= Kingman explosion =

1973 propane tanker explosion in Arizona

The Kingman explosion, also known as the Doxol disaster or Kingman BLEVE, was a catastrophic boiling liquid expanding vapor explosion (BLEVE) that occurred on July 5, 1973, in Kingman, Arizona, United States. It killed thirteen people, eleven of them firefighters.

==Description==
The explosion occurred during a propane transfer from a Doxol railroad car to a storage tank on the Getz rail siding near Andy Devine Avenue/Route 66. The incident began when a hairline crack in the side of the tanker was leaking non-odorized gas that was ignited by static electricity. This caused a spark that ignited the leaking propane gas, facts identified after a long investigation and trial had been conducted. The initial fire badly burned the two railroad employees present, one of whom later died from his burns. The burning propane gas escaping from the valve connection on the rail car quickly heated the liquid propane inside, increasing the tank pressure. This in turn increased the leak and fire, further heating the tank car.

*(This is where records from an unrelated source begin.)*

//! Presence and version checks for the external tools the pipeline shells
//! out to.

use anyhow::{anyhow, Result};
use log::info;
use tokio::process::Command;

use crate::config::defs::{RSCRIPT_TAG, TOOL_VERSIONS};

/// Runs every required tool's presence check and enforces the minimum
/// version recorded in `TOOL_VERSIONS`. All tools are checked before any
/// task is built.
pub async fn check_tool_versions() -> Result<()> {
    for (tool, minimum) in TOOL_VERSIONS.iter() {
        let version = match *tool {
            RSCRIPT_TAG => rscript_presence_check().await?,
            other => return Err(anyhow!("No presence check registered for {}", other)),
        };
        if !meets_minimum(&version, *minimum) {
            return Err(anyhow!(
                "{} {} found, {} or newer is required",
                tool,
                version,
                minimum
            ));
        }
        info!("Found {} {}", tool, version);
    }
    Ok(())
}

/// Compares on the major.minor prefix; patch releases never gate.
fn meets_minimum(version: &str, minimum: f32) -> bool {
    let mut parts = version.split('.');
    let major = match parts.next().and_then(|p| p.parse::<u32>().ok()) {
        Some(m) => m,
        None => return false,
    };
    let minor = parts.next().and_then(|p| p.parse::<u32>().ok()).unwrap_or(0);
    match format!("{}.{}", major, minor).parse::<f32>() {
        Ok(v) => v >= minimum,
        Err(_) => false,
    }
}

pub async fn rscript_presence_check() -> Result<String> {
    let output = Command::new(RSCRIPT_TAG)
        .arg("--version")
        .output()
        .await
        .map_err(|e| anyhow!("Failed to spawn {}: {}. Is R installed?", RSCRIPT_TAG, e))?;

    // older R releases print the version banner on stderr
    let text = if output.stdout.is_empty() {
        String::from_utf8_lossy(&output.stderr).into_owned()
    } else {
        String::from_utf8_lossy(&output.stdout).into_owned()
    };
    let first_line = text
        .lines()
        .next()
        .ok_or_else(|| anyhow!("No output from {} --version", RSCRIPT_TAG))?;
    let version = first_line
        .split_whitespace()
        .find(|w| w.chars().next().is_some_and(|c| c.is_ascii_digit()))
        .ok_or_else(|| anyhow!("Invalid {} --version output: {}", RSCRIPT_TAG, first_line))?
        .to_string();
    Ok(version)
}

The Kingman Fire Department responded, and began setting up attack lines to cool the propane car. Within minutes of the initial fire, the safety valve on the car opened from the dangerously increased pressure in the tank car. The stream of propane gas blowing out of the safety valve immediately ignited as well. At this point, two burning streams of propane were shooting from the car, one horizontally from the transfer valve, and one vertically from the safety valve. The heat from the streams of burning propane continued to heat the tank, increasing pressure to dangerous levels.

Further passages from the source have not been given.